Sentes a minha mão, a minha presença? Eu sei que sim. Estamos juntos e já é de noite. "The stars appear" e eu sei que estamos a olhar para a mesma estrela que ilumina a noite.
Estamos juntos desde então. "From the moment that we met". Não foi a primeira vez que vimos aquela estrela. Nem será a última.
E lembras-te da música? Não é melancólica, acompanha cada passo que é lento, só isso. E é assim que outros instantes passam.
E como tudo, a música muda, acelera. O coração também. É o mesmo mas está diferente perante o mundo, perante a noite e perante a estrela.
A música não acaba. Nem o fim do mundo, um destino. "Go to the ends of the Earth for you".
Sei que sabes o que sinto. Não vou deixar a música parar, "to make you feel...
não acabo porque espero que sejas tu a completar.

sábado, 24 de outubro de 2009

Awake

I've been long for a while, but now I'm back. Back for you and I'm going to try hard just for you, again.
Please forgive me for every mistake, wrong words and stupid lies.
I need you to love me, to kiss me, to hold me against you. Just you, again and again, "Till the end of time". I've nothing more to say, just I love you. It's a cliché, I know and I mean it.
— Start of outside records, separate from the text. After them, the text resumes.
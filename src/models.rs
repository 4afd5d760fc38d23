use chrono::NaiveDate;

#[derive(Debug, Clone, Copy, PartialEq, Eq)]
pub enum ProjectStatus {
    Open,
    InProgress,
    Finished,
}

impl ProjectStatus {
    pub fn as_str(&self) -> &'static str {
        match self {
            Self::Open => "open",
            Self::InProgress => "in_progress",
            Self::Finished => "finished",
        }
    }

    pub fn parse(raw: &str) -> Option<Self> {
        match raw {
            "open" => Some(Self::Open),
            "in_progress" => Some(Self::InProgress),
            "finished" => Some(Self::Finished),
            _ => None,
        }
    }
}

#[derive(Debug, Clone)]
pub struct Project {
    pub id: i64,
    pub sae_code: String,
    pub internal_code: String,
    pub name: String,
    pub status: ProjectStatus,
}

#[derive(Debug, Clone)]
pub struct Employee {
    pub id: i64,
    pub emp_code: String,
    pub name: String,
    pub hourly_rate: f64,
    pub overtime_rate: f64,
    pub active: bool,
}

#[derive(Debug, Clone, Copy, PartialEq, Eq)]
pub enum HourType {
    Normal,
    Extra,
}

impl HourType {
    pub fn as_str(&self) -> &'static str {
        match self {
            Self::Normal => "normal",
            Self::Extra => "extra",
        }
    }
}

/// Save-ready labor transaction proposed by the hours parser.
#[derive(Debug, Clone)]
pub struct HourCandidate {
    pub project_id: i64,
    pub employee_id: i64,
    pub date: NaiveDate,
    pub week: u32,
    pub hours: f64,
    pub rate: f64,
    pub cost: f64,
    pub hour_type: HourType,
}

/// Save-ready material transaction proposed by the SAE parser.
#[derive(Debug, Clone)]
pub struct MaterialCandidate {
    pub project_id: i64,
    pub part_number: String,
    pub description: String,
    pub quantity: f64,
    pub unit_cost: f64,
    pub amount: f64,
    pub date: NaiveDate,
    pub source_sheet: String,
}

#[derive(Debug, Clone)]
pub enum Candidate {
    Hours(HourCandidate),
    Material(MaterialCandidate),
}

#[derive(Debug, Clone, Copy, PartialEq, Eq, Hash, PartialOrd, Ord)]
pub enum MismatchKind {
    UnresolvedEmployee,
    UnresolvedProject,
    ProjectFinished,
}

impl MismatchKind {
    /// Finished-project notices are advisory; there is nothing to correct.
    pub fn is_correctable(&self) -> bool {
        !matches!(self, Self::ProjectFinished)
    }

    pub fn label(&self) -> &'static str {
        match self {
            Self::UnresolvedEmployee => "unresolved employee",
            Self::UnresolvedProject => "unresolved project",
            Self::ProjectFinished => "project finished",
        }
    }
}

/// One populated hours cell captured from a row whose employee id failed to
/// resolve. Enough to rebuild the transaction once the employee is known.
#[derive(Debug, Clone)]
pub struct HourCellContext {
    pub project_id: i64,
    pub date: NaiveDate,
    pub week: u32,
    pub hours: f64,
}

/// Carries the resolved half of a mismatched row so a correction can
/// reconstruct the full transaction without re-reading the file.
#[derive(Debug, Clone)]
pub enum RecoveredContext {
    /// Whole-row employee mismatch: every cell whose project resolved.
    HoursRow { cells: Vec<HourCellContext> },
    /// Single-cell project mismatch inside an otherwise-resolved row.
    HoursCell {
        employee_id: i64,
        date: NaiveDate,
        week: u32,
        hours: f64,
    },
    /// Material row whose project token failed to resolve.
    MaterialRow {
        part_number: String,
        description: String,
        quantity: f64,
        unit_cost: f64,
        amount: f64,
        date: NaiveDate,
    },
    /// Informational mismatches carry nothing to reconstruct.
    None,
}

#[derive(Debug, Clone)]
pub struct Mismatch {
    pub row: usize,
    pub kind: MismatchKind,
    pub raw_value: String,
    pub sheet: Option<String>,
    pub context: RecoveredContext,
}

/// Partitioned parser output: what can be committed as-is, and what needs a
/// human decision first.
#[derive(Debug, Default)]
pub struct ParseResult {
    pub candidates: Vec<Candidate>,
    pub mismatches: Vec<Mismatch>,
}

impl ParseResult {
    pub fn push_hours(&mut self, c: HourCandidate) {
        self.candidates.push(Candidate::Hours(c));
    }

    pub fn push_material(&mut self, c: MaterialCandidate) {
        self.candidates.push(Candidate::Material(c));
    }
}
use unicode_normalization::UnicodeNormalization;

/// Canonical lookup key for raw spreadsheet identifiers: trimmed, uppercased,
/// diacritics stripped (NFD decomposition, combining marks removed).
///
/// Every catalog map and every raw-cell comparison must go through this;
/// a lookup that bypasses it turns a valid row into a false mismatch.
pub fn normalize(raw: &str) -> String {
    raw.trim()
        .nfd()
        .filter(|c| !is_combining_mark(*c))
        .collect::<String>()
        .to_uppercase()
}

fn is_combining_mark(c: char) -> bool {
    // Combining Diacritical Marks block covers everything NFD produces for
    // Latin script input; the supplements are included for completeness.
    matches!(c,
        '\u{0300}'..='\u{036F}'
        | '\u{1AB0}'..='\u{1AFF}'
        | '\u{1DC0}'..='\u{1DFF}'
        | '\u{20D0}'..='\u{20FF}'
        | '\u{FE20}'..='\u{FE2F}')
}

#[cfg(test)]
mod tests {
    use super::*;

    #[test]
    fn test_trims_and_uppercases() {
        assert_eq!(normalize("  pr-100 "), "PR-100");
        assert_eq!(normalize("clave"), "CLAVE");
    }

    #[test]
    fn test_strips_diacritics() {
        assert_eq!(normalize("CLAVE DE ARTÍCULO"), "CLAVE DE ARTICULO");
        assert_eq!(normalize("Construcción"), "CONSTRUCCION");
        assert_eq!(normalize("Nómina José Peña"), "NOMINA JOSE PENA");
    }

    #[test]
    fn test_idempotent() {
        for s in ["  Árbol ", "PR-100", "ñ", "", "aBc dEf", "ÁÉÍÓÚü"] {
            let once = normalize(s);
            assert_eq!(normalize(&once), once, "not idempotent for {s:?}");
        }
    }

    #[test]
    fn test_total_on_odd_input() {
        assert_eq!(normalize(""), "");
        assert_eq!(normalize("   "), "");
        assert_eq!(normalize("123"), "123");
    }
}
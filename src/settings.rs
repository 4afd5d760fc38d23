use std::path::PathBuf;

use serde::{Deserialize, Serialize};

use crate::error::{MargenError, Result};

#[derive(Debug, Clone, Serialize, Deserialize)]
pub struct Settings {
    pub data_dir: String,
}

impl Default for Settings {
    fn default() -> Self {
        Self {
            data_dir: default_data_dir().to_string_lossy().to_string(),
        }
    }
}

fn config_dir() -> PathBuf {
    dirs::home_dir()
        .unwrap_or_else(|| PathBuf::from("."))
        .join(".config")
        .join("margen")
}

fn settings_path() -> PathBuf {
    config_dir().join("settings.json")
}

fn default_data_dir() -> PathBuf {
    dirs::home_dir()
        .unwrap_or_else(|| PathBuf::from("."))
        .join("Documents")
        .join("margen")
}

pub fn load_settings() -> Settings {
    let path = settings_path();
    if path.exists() {
        let content = std::fs::read_to_string(&path).unwrap_or_default();
        serde_json::from_str(&content).unwrap_or_default()
    } else {
        Settings::default()
    }
}

pub fn save_settings(settings: &Settings) -> Result<()> {
    let dir = config_dir();
    std::fs::create_dir_all(&dir)?;
    let json = serde_json::to_string_pretty(settings)
        .map_err(|e| MargenError::Settings(e.to_string()))?;
    std::fs::write(settings_path(), format!("{json}\n"))?;
    Ok(())
}

pub fn get_data_dir() -> PathBuf {
    PathBuf::from(&load_settings().data_dir)
}

pub fn shellexpand_path(path: &str) -> String {
    if path.starts_with('~') {
        if let Some(home) = dirs::home_dir() {
            return path.replacen('~', &home.to_string_lossy(), 1);
        }
    }
    std::fs::canonicalize(path)
        .unwrap_or_else(|_| PathBuf::from(path))
        .to_string_lossy()
        .to_string()
}

#[cfg(test)]
mod tests {
    use super::*;

    #[test]
    fn test_save_and_load_roundtrip() {
        let dir = tempfile::tempdir().unwrap();
        let path = dir.path().join("settings.json");
        let settings = Settings {
            data_dir: "/tmp/margen-test".to_string(),
        };
        let json = serde_json::to_string_pretty(&settings).unwrap();
        std::fs::write(&path, &json).unwrap();
        let content = std::fs::read_to_string(&path).unwrap();
        let loaded: Settings = serde_json::from_str(&content).unwrap();
        assert_eq!(loaded.data_dir, "/tmp/margen-test");
    }

    #[test]
    fn test_defaults_point_somewhere() {
        let s = Settings::default();
        assert!(!s.data_dir.is_empty());
    }
}
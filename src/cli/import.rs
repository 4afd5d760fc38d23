use std::collections::BTreeMap;
use std::io::IsTerminal;
use std::path::PathBuf;

use chrono::NaiveDate;
use colored::Colorize;
use comfy_table::{presets::UTF8_FULL_CONDENSED, Table};

use crate::catalog::Catalog;
use crate::db::{self, get_connection, SqliteSink};
use crate::error::{MargenError, Result};
use crate::fmt::{hours as fmt_hours, money};
use crate::grid::load_workbook;
use crate::models::{Candidate, MismatchKind};
use crate::recon::{Decision, Session};
use crate::settings::get_data_dir;

use super::correct_manager;

pub fn hours(
    file: &str,
    week_start: Option<&str>,
    map: &[String],
    ignore: &[String],
    dry_run: bool,
) -> Result<()> {
    let fallback = week_start
        .map(|s| {
            NaiveDate::parse_from_str(s, "%Y-%m-%d").map_err(|_| {
                MargenError::Validation(format!("--week-start must be YYYY-MM-DD, got {s}"))
            })
        })
        .transpose()?;

    run_import("hours", file, map, ignore, dry_run, |sheets, catalog| {
        let (_, grid) = sheets
            .first()
            .ok_or_else(|| MargenError::Workbook("workbook has no sheets".to_string()))?;
        let parse = crate::hours::parse_hours(grid, catalog, fallback)?;
        println!(
            "Week starting {} (ISO week {})",
            parse.layout.period_start,
            parse.layout.period_start.format("%V")
        );
        Ok(parse.result)
    })
}

pub fn materials(file: &str, map: &[String], ignore: &[String], dry_run: bool) -> Result<()> {
    run_import("materials", file, map, ignore, dry_run, |sheets, catalog| {
        let today = chrono::Local::now().date_naive();
        crate::materials::parse_materials(sheets, catalog, today)
    })
}

fn run_import<F>(
    kind: &str,
    file: &str,
    map: &[String],
    ignore: &[String],
    dry_run: bool,
    parse: F,
) -> Result<()>
where
    F: FnOnce(
        &[(String, crate::grid::Grid)],
        &Catalog,
    ) -> Result<crate::models::ParseResult>,
{
    let file_path = PathBuf::from(file);
    let mut conn = get_connection(&get_data_dir().join("margen.db"))?;

    let checksum = db::compute_checksum(&file_path)?;
    if !dry_run && db::is_duplicate_upload(&conn, kind, &checksum)? {
        println!("This file has already been imported (duplicate checksum).");
        return Ok(());
    }

    // Snapshot the catalog once; every row of this run resolves against it.
    let catalog = Catalog::new(db::list_projects(&conn)?, db::list_employees(&conn)?);

    let sheets = load_workbook(&file_path)?;
    let result = parse(&sheets, &catalog)?;
    let mut session = Session::new(result);

    apply_decisions(&mut session, &catalog, map, ignore)?;
    print_notices(&session);

    if session.unresolved() > 0 {
        if std::io::stdout().is_terminal() {
            correct_manager::run(&mut session, &catalog)?;
        }
        if session.unresolved() > 0 {
            print_worklist(&session);
            return Err(MargenError::Validation(format!(
                "{} mismatch group(s) unresolved; nothing was committed. \
                 Re-run with --map/--ignore or correct interactively.",
                session.unresolved()
            )));
        }
    }

    let batch = session.preview(&catalog)?;
    if dry_run {
        print_summary(&batch, &catalog);
        println!("{}", "Dry run: nothing was committed.".yellow());
        return Ok(());
    }

    let filename = file_path
        .file_name()
        .and_then(|n| n.to_str())
        .unwrap_or(file);
    let mut sink = SqliteSink::new(&mut conn, filename, kind, Some(checksum));
    let outcome = session.save(&catalog, &mut sink)?;

    print_summary(&batch, &catalog);
    println!("{}", outcome.message.green());
    if let Some(id) = sink.last_import_id() {
        println!("Recorded as import #{id}.");
    }
    Ok(())
}

// ---------------------------------------------------------------------------
// Scripted decisions: --map project:RAW=CODE, --ignore employee:RAW
// ---------------------------------------------------------------------------

fn parse_kind(token: &str) -> Result<MismatchKind> {
    match token {
        "project" => Ok(MismatchKind::UnresolvedProject),
        "employee" => Ok(MismatchKind::UnresolvedEmployee),
        other => Err(MargenError::Validation(format!(
            "expected \"project\" or \"employee\", got \"{other}\""
        ))),
    }
}

fn apply_decisions(
    session: &mut Session,
    catalog: &Catalog,
    map: &[String],
    ignore: &[String],
) -> Result<()> {
    for entry in map {
        let (kind_raw, assignment) = entry.split_once(':').ok_or_else(|| {
            MargenError::Validation(format!("--map expects kind:RAW=CODE, got \"{entry}\""))
        })?;
        let (raw, code) = assignment.split_once('=').ok_or_else(|| {
            MargenError::Validation(format!("--map expects kind:RAW=CODE, got \"{entry}\""))
        })?;
        let kind = parse_kind(kind_raw)?;
        let id = match kind {
            MismatchKind::UnresolvedEmployee => catalog
                .employee(code)
                .map(|e| e.id)
                .ok_or_else(|| MargenError::UnknownEmployee(code.to_string()))?,
            _ => catalog
                .resolve_material_token(code)
                .map(|p| p.id)
                .ok_or_else(|| MargenError::UnknownProject(code.to_string()))?,
        };
        session.set_correction(kind, raw, id, catalog)?;
    }
    for entry in ignore {
        let (kind_raw, raw) = entry.split_once(':').ok_or_else(|| {
            MargenError::Validation(format!("--ignore expects kind:RAW, got \"{entry}\""))
        })?;
        session.set_ignore(parse_kind(kind_raw)?, raw);
    }
    Ok(())
}

// ---------------------------------------------------------------------------
// Output
// ---------------------------------------------------------------------------

fn print_notices(session: &Session) {
    for group in session.groups() {
        if group.kind == MismatchKind::ProjectFinished {
            println!(
                "{} {} row(s) reference finished project \"{}\"; skipped.",
                "note:".yellow(),
                group.rows,
                group.raw_value
            );
        }
    }
}

fn print_worklist(session: &Session) {
    let mut table = Table::new();
    table.load_preset(UTF8_FULL_CONDENSED);
    table.set_header(["Kind", "Value", "Rows", "Decision"]);
    for g in session.groups() {
        if !g.kind.is_correctable() {
            continue;
        }
        let decision = match g.decision {
            Some(Decision::Correct(id)) => format!("corrected → #{id}"),
            Some(Decision::Ignore) => "ignored".to_string(),
            None => "pending".to_string(),
        };
        table.add_row([
            g.kind.label().to_string(),
            g.raw_value.clone(),
            g.rows.to_string(),
            decision,
        ]);
    }
    println!("{table}");
}

fn print_summary(batch: &[Candidate], catalog: &Catalog) {
    let project_name = |id: i64| {
        catalog
            .project_by_id(id)
            .map(|p| p.name.clone())
            .unwrap_or_else(|| format!("#{id}"))
    };

    // Hours roll up per project; materials per (sheet, project)
    let mut hour_totals: BTreeMap<String, (f64, f64)> = BTreeMap::new();
    let mut material_totals: BTreeMap<(String, String), f64> = BTreeMap::new();
    for c in batch {
        match c {
            Candidate::Hours(h) => {
                let entry = hour_totals.entry(project_name(h.project_id)).or_default();
                entry.0 += h.hours;
                entry.1 += h.cost;
            }
            Candidate::Material(m) => {
                *material_totals
                    .entry((m.source_sheet.clone(), project_name(m.project_id)))
                    .or_default() += m.amount;
            }
        }
    }

    if !hour_totals.is_empty() {
        let mut table = Table::new();
        table.load_preset(UTF8_FULL_CONDENSED);
        table.set_header(["Project", "Hours", "Labor cost"]);
        for (name, (hours, cost)) in &hour_totals {
            table.add_row([name.clone(), fmt_hours(*hours), money(*cost)]);
        }
        println!("{table}");
    }
    if !material_totals.is_empty() {
        let mut table = Table::new();
        table.load_preset(UTF8_FULL_CONDENSED);
        table.set_header(["Sheet", "Project", "Amount"]);
        for ((sheet, name), amount) in &material_totals {
            table.add_row([sheet.clone(), name.clone(), money(*amount)]);
        }
        println!("{table}");
    }
}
domingo, 11 de outubro de 2009

O Segredo das Janelas Perdidas, III

“E foi assim que tudo começou…”, era o que eu queria dizer agora… É certo que não cedeste, mas sorriste e encarei como tal. Chamei-te mesmo depois de voltares as costas e voltei a pensar que era verdade e que tu acreditavas na felicidade. Mas sabemos que me enganaste. Sabemos que não foi propositadamente mas querias que assim fosse, não querias ceder tão facilmente mas um sorriso era para mim o “sim”. Erradamente voltaste a sorrir. O erro foi teu, porque não querias dar a entender… E eu sorri-te de volta e pela primeira vez saí da janela e corri pela rua. E já eram quatro da manhã. Aquela hora passou de uma forma tão estranha que nenhum de nós sabe explicar, mas passou. E não foi a última vez que o tempo passou assim. Nos dias seguintes vi-te passar pela avenida, cada vez mais devagar, provavelmente à minha espera.

Como sempre, lá estava. Com o tempo começaste a parar no número 4 da avenida para perceberes se a tua felicidade era aquela que eu te queria dar. E assim ficámos amigos. Porque era assim que a felicidade podia passar da janela para a rua.